On her Twitter account, independent script editor and Script Angel blogger Hayley McKenzie wrote, “When I think ‘sci-fi’ I think action-adventure, but the trailers for Outcasts made it look earnest and ponderous.” I hadn’t seen Outcasts or even the trailer at that point, so I couldn’t comment on her impression (here’s Good Dog‘s take on the show, and Den of Geek‘s more sanguine view).
But with the undoubtedly spurious feeling that I somehow had a stake in the territory, I was moved to point out that early TVSF was suspenseful/cerebral and always built around the core of a surprising idea pushed to its logical conclusion. Out Of The Unknown, Quatermass, Triffids, Chocky…

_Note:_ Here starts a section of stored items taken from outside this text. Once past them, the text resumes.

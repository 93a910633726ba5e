//! Meeting list refresh with an in-flight guard.
//!
//! A refresh that starts while another one is running is dropped, not queued:
//! it returns [`RefreshOutcome::Skipped`] without calling the service.

use std::sync::atomic::{AtomicBool, Ordering};
use std::sync::{Arc, Mutex};

use chrono::{DateTime, Utc};
use tracing::{debug, info};

use crate::domain::DashboardError;
use crate::ports::{Clock, MeetingApi, MeetingSummary};

#[derive(Debug, Clone, Copy, PartialEq, Eq)]
pub enum RefreshOutcome {
    /// The list was fetched; carries its length.
    Refreshed(usize),
    /// Another refresh was in flight.
    Skipped,
}

#[derive(Debug, Default)]
struct Cache {
    meetings: Vec<MeetingSummary>,
    refreshed_at: Option<DateTime<Utc>>,
}

pub struct MeetingListRefresher {
    api: Arc<dyn MeetingApi>,
    clock: Arc<dyn Clock>,
    in_flight: AtomicBool,
    cache: Mutex<Cache>,
}

/// Clears the in-flight flag when the refresh ends, including on error.
struct InFlight<'a>(&'a AtomicBool);

impl Drop for InFlight<'_> {
    fn drop(&mut self) {
        self.0.store(false, Ordering::Release);
    }
}

impl MeetingListRefresher {
    pub fn new(api: Arc<dyn MeetingApi>, clock: Arc<dyn Clock>) -> Self {
        Self {
            api,
            clock,
            in_flight: AtomicBool::new(false),
            cache: Mutex::new(Cache::default()),
        }
    }

    pub fn is_refreshing(&self) -> bool {
        self.in_flight.load(Ordering::Acquire)
    }

    pub async fn refresh(&self) -> Result<RefreshOutcome, DashboardError> {
        if self
            .in_flight
            .compare_exchange(false, true, Ordering::AcqRel, Ordering::Acquire)
            .is_err()
        {
            debug!("meeting list refresh already in flight; skipped");
            return Ok(RefreshOutcome::Skipped);
        }
        let _guard = InFlight(&self.in_flight);

        let meetings = self.api.get_meeting_list().await?;
        let count = meetings.len();
        {
            let mut cache = self.lock();
            cache.meetings = meetings;
            cache.refreshed_at = Some(self.clock.now());
        }
        info!(count, "meeting list refreshed");
        Ok(RefreshOutcome::Refreshed(count))
    }

    /// Last fetched list; empty before the first refresh.
    pub fn meetings(&self) -> Vec<MeetingSummary> {
        self.lock().meetings.clone()
    }

    pub fn refreshed_at(&self) -> Option<DateTime<Utc>> {
        self.lock().refreshed_at
    }

    fn lock(&self) -> std::sync::MutexGuard<'_, Cache> {
        self.cache.lock().unwrap_or_else(|e| e.into_inner())
    }
}

#[cfg(test)]
mod tests {
    use super::*;
    use crate::impls::{FailOn, InMemoryMeetingApi};
    use crate::ports::SystemClock;

    #[tokio::test]
    async fn refresh_caches_the_list() {
        let api = Arc::new(InMemoryMeetingApi::new().with_meeting(1, "Kickoff", "x"));
        let refresher = MeetingListRefresher::new(api.clone(), Arc::new(SystemClock));

        assert!(refresher.meetings().is_empty());
        assert_eq!(refresher.refresh().await.unwrap(), RefreshOutcome::Refreshed(1));
        assert_eq!(refresher.meetings()[0].title, "Kickoff");
        assert!(refresher.refreshed_at().is_some());
        assert!(!refresher.is_refreshing());
    }

    #[tokio::test]
    async fn failed_refresh_releases_the_guard() {
        let api = Arc::new(InMemoryMeetingApi::new());
        api.fail_on(FailOn::List);
        let refresher = MeetingListRefresher::new(api.clone(), Arc::new(SystemClock));

        assert!(refresher.refresh().await.is_err());
        assert!(!refresher.is_refreshing());
        assert!(refresher.refresh().await.is_err());
        assert_eq!(api.list_calls(), 2);
    }
}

With a bit more thought and more than 140 characters I might have brought the list more up to date with Sci-Fi Channel’s The Lost Room or mentioned Life on Mars. Life on Mars is as solid an inner-space SF concept as you’d find in the pages of New Worlds or anywhere in the New Wave – though to this day the BBC seem convinced that what they had there was just a 70s nostalgia show.
Developing a startling idea with ruthless what-if logic sets science fiction apart as a form, and characterises its unique thrill. But the notion that SF automatically means action-adventure seems to have taken over, much like Sunny D pushing orange juice off the shelves. SyFy, as the Sci-Fi Channel now calls itself, isn’t commissioning any more Lost Rooms. I’m not going to blame Star Wars for the crimes of its imitators, but there’s a whole raft of crap to be found on SyFy and Movies4Men where clones and cyborgs run around Mad Max landscapes in fibreglass armour, zapping each other. With no central driving idea worth the name, these schedule-fillers recycle the tropes of science fiction in standard adventure plots.
Even at the high end, TVSF has come to mean an ordinary drama in an extraordinary setting. The BBC/ABC co-production Defying Gravity was pitched as ‘Grey’s Anatomy in space’ and then-controller Jane Tranter wrote in the press release, “Although primarily a human drama, the landscape and context and genre of Defying Gravity give it a very different flavour from other dramas on the BBC.” Which frankly is completely arse about face – SF isn’t a flavour, it’s a form.